Fernand BENIGUET : « Tiens, alors v’là autre chose encore … »

Face à lui l’infirmier M. Muller.

Fernand BENIGUET : « T’as vu ça ? »

M. MULLER : « Ouais ouais ha hein … c’est dingue … »

Fernand BENIGUET : « Des cercles bleus comme ça sur le corps … »

M. MULLER faisant un cercle avec le pouce et l’index : « … gros comme ça … »

Fernand BENIGUET : « Oui ben moi je suis de sortie, c’est mon week-end, mais faut me suivre ça … »

On tape à la porte.

Fernand BENIGUET : « ENTREZ ! »

C’est Mme Triquoire, la psychologue.

Mme TRIQUOIRE : « Bonjour Monsieur Beniguet Bonjour Monsieur Muller, vous allez bien ? ».

On entend Fernand Beniguet répondre « non » M. Muller répondre « oui »

Mme TRIQUOIRE : « … mmmh … je vois que vous lisez le rapport … c’est inquiétant ces cercles bleus apparus soudain sur notre pensionnaire … »

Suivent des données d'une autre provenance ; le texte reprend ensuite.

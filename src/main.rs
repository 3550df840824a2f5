use actix_web::{App, HttpServer, web};
use std::sync::Arc;
use tokio::time::Duration;
use tracing::info;
use tracing_subscriber::{Layer, filter::LevelFilter, layer::SubscriberExt, util::SubscriberInitExt};

mod api;
mod auth;
mod config;
mod db;
mod notify;
mod payment;
mod shutdown;

use crate::api::{
    health::health_config, job::JobService, job::handlers::job_config,
    notification::notification_config, transaction::transaction_config, user::user_config,
    validation,
};
use crate::auth::AuthKeys;
use crate::notify::{Dispatcher, PushClient};
use crate::payment::SimulatedGateway;
use crate::shutdown::ShutdownCoordinator;

#[actix_web::main]
async fn main() -> std::io::Result<()> {
    // Load configuration from environment
    let cfg = config::Config::from_env().expect("Failed to load configuration");

    // Create logs directory if it doesn't exist
    std::fs::create_dir_all(&cfg.log_dir).expect("Failed to create logs directory");

    // File-based logging with daily rotation plus console output.
    // Files land as logs/info.<date>.log and logs/error.<date>.log.
    let env_filter =
        tracing_subscriber::EnvFilter::try_from_default_env().unwrap_or_else(|_| "info".into());

    let info_file = tracing_appender::rolling::daily(&cfg.log_dir, "info.log");
    let error_file = tracing_appender::rolling::daily(&cfg.log_dir, "error.log");

    let info_layer = tracing_subscriber::fmt::layer()
        .with_writer(info_file)
        .with_ansi(false)
        .with_filter(LevelFilter::INFO);

    let error_layer = tracing_subscriber::fmt::layer()
        .with_writer(error_file)
        .with_ansi(false)
        .with_filter(LevelFilter::ERROR);

    let console_layer = tracing_subscriber::fmt::layer()
        .with_writer(std::io::stdout)
        .with_ansi(true);

    tracing_subscriber::registry()
        .with(env_filter)
        .with(console_layer)
        .with(info_layer)
        .with(error_layer)
        .init();

    // Get database connection pool
    let pool = db::connection::get_connection(&cfg.database_url, cfg.max_db_connections)
        .await
        .expect("Failed to connect to database");

    info!("Starting gigmarket application");
    info!("  - Bind address: {}", cfg.bind_addr);
    info!("  - Max payload size: {} bytes", cfg.max_payload_size);
    info!("  - Max database connections: {}", cfg.max_db_connections);
    info!("  - Payment timeout: {}s", cfg.payment_timeout_secs);

    // Run migrations on startup
    db::migrations::run_migrations(&pool)
        .await
        .expect("Failed to run database migrations");

    // Process-wide capabilities, built once and injected
    let push_client = Arc::new(PushClient::from_config(cfg.push_enabled));
    let gateway = Arc::new(SimulatedGateway::new());
    let auth_keys = web::Data::new(AuthKeys::new(&cfg.jwt_secret));
    let payment_timeout = Duration::from_secs(cfg.payment_timeout_secs);

    let server_pool = pool.clone();
    let max_payload_size = cfg.max_payload_size;

    let server = HttpServer::new(move || {
        let dispatcher = Dispatcher::new(server_pool.clone(), push_client.clone());
        let job_service = web::Data::new(JobService::new(
            server_pool.clone(),
            dispatcher,
            gateway.clone(),
            payment_timeout,
        ));

        let payload_config = web::PayloadConfig::default().limit(max_payload_size);

        App::new()
            .app_data(web::Data::new(server_pool.clone())) // Share DB pool across workers
            .app_data(job_service)
            .app_data(auth_keys.clone())
            .app_data(payload_config)
            .app_data(validation::json_config()) // Global validation config
            .configure(health_config)
            .configure(job_config)
            .configure(notification_config)
            .configure(transaction_config)
            .configure(user_config)
    });

    info!("Server starting on http://{}", cfg.bind_addr);

    let server = server.bind(cfg.bind_addr.as_str())?.run();
    let server_handle = server.handle();
    let server_task = tokio::spawn(server);

    let coordinator = ShutdownCoordinator::new(server_handle, server_task, pool);
    coordinator.wait_for_shutdown().await
}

Fernand BENIGUET : « Oui ben c’est le week end et je suis de sortie : je finis à trente … vous tombez bien Triquoire vous allez me suivre cette affaire de ronds bleus … tout bas, très bas, mâchonné entre les dents : avec vot’ sensibilité de bonne femme … Reprend une élocution normale : ha tiens … P’tit Vincent c’est son week-end mensuel chez ses parents … bon dieu … le week end j’lai mérité bon dieu ! » Claque le dossier en le refermant « … comme nous tous hein … » Soupir « … faut encore que je passe voir le chef de poste de la division des dépenses pour les bons obtenus en commissions … pour le pain… font chier avec leurs bons … » Fernand Beniguet est soucieux, et encombré de dossiers. Il commente pour lui-même « Ha … pas perd’ ça … paperasse … même pas une fiche de paie là-dedans bon Dieu … rien d’intéressant … » Il s’en va en regardant l’heure et se grattant la tête, tout à ses préoccupations.

Mme Triquoire se sent investie d’une mission et déclare à M. Muller « M. Muller on va aller voir ça de plus près, c’est tout de même inquiétant … »

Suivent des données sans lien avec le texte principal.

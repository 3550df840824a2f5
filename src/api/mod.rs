pub mod error;
pub mod health;
pub mod job;
pub mod notification;
pub mod transaction;
pub mod user;
pub mod validation;
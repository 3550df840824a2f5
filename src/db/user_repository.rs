use sqlx::{Pool, Postgres};
use tracing::debug;
use uuid::Uuid;

use crate::db::models::UserRow;

/// Fields a user may change about themselves. Reputation and role are
/// deliberately absent; reputation moves only through `increment_reputation`.
#[derive(Debug, Default)]
pub struct ProfilePatch {
    pub name: Option<String>,
    pub location: Option<String>,
    pub availability_status: Option<String>,
    pub push_token: Option<String>,
}

/// Repository for User database operations
pub struct UserRepository;

impl UserRepository {
    pub async fn find_by_id(
        pool: &Pool<Postgres>,
        id: Uuid,
    ) -> Result<Option<UserRow>, sqlx::Error> {
        sqlx::query_as::<_, UserRow>("SELECT * FROM users WHERE id = $1")
            .bind(id)
            .fetch_optional(pool)
            .await
    }

    /// Providers eligible for a new job under the strict matching policy:
    /// available, same location, reputation at or above the job's
    /// threshold, and serving the job's category
    pub async fn find_matching_providers(
        pool: &Pool<Postgres>,
        location: &str,
        min_reputation: i32,
        job_type: &str,
    ) -> Result<Vec<UserRow>, sqlx::Error> {
        sqlx::query_as::<_, UserRow>(
            r#"
            SELECT * FROM users
            WHERE role = 'provider'
              AND availability_status = 'available'
              AND location = $1
              AND reputation >= $2
              AND $3 = ANY(service_categories)
            "#,
        )
        .bind(location)
        .bind(min_reputation)
        .bind(job_type)
        .fetch_all(pool)
        .await
    }

    /// The single reputation mutation in the system: +1 per approved job
    pub async fn increment_reputation(
        pool: &Pool<Postgres>,
        provider_id: Uuid,
    ) -> Result<Option<UserRow>, sqlx::Error> {
        debug!("Incrementing reputation for provider {}", provider_id);

        sqlx::query_as::<_, UserRow>(
            r#"
            UPDATE users
            SET reputation = reputation + 1, updated_at = now()
            WHERE id = $1
            RETURNING *
            "#,
        )
        .bind(provider_id)
        .fetch_optional(pool)
        .await
    }

    /// Apply a profile patch; absent fields keep their current value
    pub async fn update_profile(
        pool: &Pool<Postgres>,
        id: Uuid,
        patch: &ProfilePatch,
    ) -> Result<Option<UserRow>, sqlx::Error> {
        sqlx::query_as::<_, UserRow>(
            r#"
            UPDATE users
            SET name = COALESCE($2, name),
                location = COALESCE($3, location),
                availability_status = COALESCE($4, availability_status),
                push_token = COALESCE($5, push_token),
                updated_at = now()
            WHERE id = $1
            RETURNING *
            "#,
        )
        .bind(id)
        .bind(patch.name.as_deref())
        .bind(patch.location.as_deref())
        .bind(patch.availability_status.as_deref())
        .bind(patch.push_token.as_deref())
        .fetch_optional(pool)
        .await
    }
}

M. MULLER : « Affirmatif. »

Ils sortent du bureau que M. Muller ferme à clé.

Dans le couloir : Monsieur Galet court en rigolant se rasant frénétiquement le visage rougi par le feu du rasoir avec Serge le stagiaire qui court derrière ; Monsieur Laurent avec son sac plastique, plante verte, sa radio, en pyjama-robe de chambre-chaussons en voyant les deux hommes tente un « C’est aujourd’hui que je sors … faut m’ouvrir la porte … » que personne n’écoute ; « le maniaque » en robe de chambre – fume-cigarette, avec son élocution maniaque, les croise « Bonjour Madame Triquoire, bonjour Monsieur Muller. » auquel Mme Triquoire répond de son ton habituel « Bonjour Monsieur Leverge. » et M. Muller « … ’jour … » ; « Le Lolo » s’astique en regardant par la fenêtre et se curant le nez avec tous les doigts (successivement) de sa main libre.

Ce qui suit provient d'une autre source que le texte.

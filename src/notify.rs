//! Notification dispatch.
//!
//! Every lifecycle event persists a notification row and then attempts a
//! best-effort push. Neither step ever fails the lifecycle operation that
//! triggered it: failures are logged and swallowed.

use futures_util::future::join_all;
use sqlx::{Pool, Postgres};
use std::sync::Arc;
use tracing::{info, warn};
use uuid::Uuid;

use crate::db::models::JobRow;
use crate::db::notification_repository::NotificationRepository;
use crate::db::user_repository::UserRepository;

/// Outcome of a push delivery attempt
#[derive(Debug)]
pub struct PushOutcome {
    pub success: bool,
    pub detail: String,
}

/// Process-wide push delivery capability, constructed once at startup and
/// injected into the dispatcher. When disabled (no credentials configured)
/// every send is skipped; notification rows are still written.
pub struct PushClient {
    enabled: bool,
}

impl PushClient {
    pub fn from_config(enabled: bool) -> Self {
        if enabled {
            info!("Push delivery enabled");
        } else {
            warn!("Push delivery disabled; notifications will only be persisted");
        }
        Self { enabled }
    }

    /// Deliver a push message to a device token. Never returns an error;
    /// the outcome says whether delivery happened.
    pub async fn send(
        &self,
        token: &str,
        title: &str,
        body: &str,
        data: serde_json::Value,
    ) -> PushOutcome {
        if !self.enabled {
            return PushOutcome {
                success: false,
                detail: "push delivery disabled".to_string(),
            };
        }
        if token.is_empty() {
            return PushOutcome {
                success: false,
                detail: "no device token".to_string(),
            };
        }

        // Simulated delivery; a real client would call FCM/APNs here
        info!("Push to {}: {} - {} ({})", token, title, body, data);
        PushOutcome {
            success: true,
            detail: "delivered".to_string(),
        }
    }
}

/// Issues notification and push side effects for lifecycle events
#[derive(Clone)]
pub struct Dispatcher {
    pool: Pool<Postgres>,
    push: Arc<PushClient>,
}

impl Dispatcher {
    pub fn new(pool: Pool<Postgres>, push: Arc<PushClient>) -> Self {
        Self { pool, push }
    }

    /// Persist a notification for `user_id`, then best-effort push.
    /// Never propagates failure to the caller.
    pub async fn notify(&self, user_id: Uuid, message: &str, job_id: Option<Uuid>) {
        match NotificationRepository::create(&self.pool, user_id, message, job_id).await {
            Ok(_) => info!("Notification created for user {}: \"{}\"", user_id, message),
            Err(e) => {
                warn!("Failed to create notification for user {}: {}", user_id, e);
                return;
            }
        }

        let token = match UserRepository::find_by_id(&self.pool, user_id).await {
            Ok(Some(user)) => user.push_token,
            Ok(None) => None,
            Err(e) => {
                warn!("Push token lookup failed for user {}: {}", user_id, e);
                None
            }
        };

        if let Some(token) = token {
            let data = match job_id {
                Some(id) => serde_json::json!({ "job_id": id }),
                None => serde_json::json!({}),
            };
            let outcome = self.push.send(&token, "GigMarket", message, data).await;
            if !outcome.success {
                warn!("Push delivery skipped for user {}: {}", user_id, outcome.detail);
            }
        }
    }

    /// Announce a freshly created job to every strictly-matching provider.
    /// Fan-out is concurrent and per-recipient failures are isolated.
    pub async fn announce_job(&self, job: &JobRow) {
        let providers = match UserRepository::find_matching_providers(
            &self.pool,
            &job.location,
            job.min_reputation,
            &job.job_type,
        )
        .await
        {
            Ok(providers) => providers,
            Err(e) => {
                warn!("Provider matching failed for job {}: {}", job.id, e);
                return;
            }
        };

        info!(
            "Announcing job {} to {} matching provider(s)",
            job.id,
            providers.len()
        );

        let message = format!(
            "A new '{}' job is available in {}.",
            job.job_type, job.location
        );
        join_all(
            providers
                .iter()
                .map(|p| self.notify(p.id, &message, Some(job.id))),
        )
        .await;
    }
}

#[cfg(test)]
mod tests {
    use super::*;

    #[tokio::test]
    async fn disabled_push_client_skips_delivery() {
        let client = PushClient::from_config(false);
        let outcome = client
            .send("device-token", "GigMarket", "hello", serde_json::json!({}))
            .await;

        assert!(!outcome.success);
        assert_eq!(outcome.detail, "push delivery disabled");
    }

    #[tokio::test]
    async fn enabled_push_client_requires_a_token() {
        let client = PushClient::from_config(true);
        let outcome = client
            .send("", "GigMarket", "hello", serde_json::json!({}))
            .await;

        assert!(!outcome.success);
        assert_eq!(outcome.detail, "no device token");
    }

    #[tokio::test]
    async fn enabled_push_client_delivers() {
        let client = PushClient::from_config(true);
        let outcome = client
            .send(
                "device-token",
                "GigMarket",
                "hello",
                serde_json::json!({"job_id": "abc"}),
            )
            .await;

        assert!(outcome.success);
    }
}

Traversée du réfectoire : « Trompe-la-mort » toussant, pétaradant, joue aux petits chevaux avec Anne et Mamy ; « Le Sergent » leur raconte une aventure de guerre dont on entend juste « … alors on mettait des vêtements civils et on bourrait un vieux camion de tout ce qu’on trouvait d’armes déclassées et on déversait ça dans un village pour qu’y aillent massacrer le village d’à côté … c’est des jouets pour eux-z’autes … en Afrique aussi on s’amusait bien … » ; Mme Martineau avec son chariot de nettoyage nettoie à la serpillière un angle de la pièce pendant que « Le Roi » dans son dos se met à uriner dans un de ses seaux ; « Tourne en rond » tourne en rond avec son petit ballon rouge en poussant de petits cris car Mme Florac s’apprête à lui servir un verre d’eau avec du sirop.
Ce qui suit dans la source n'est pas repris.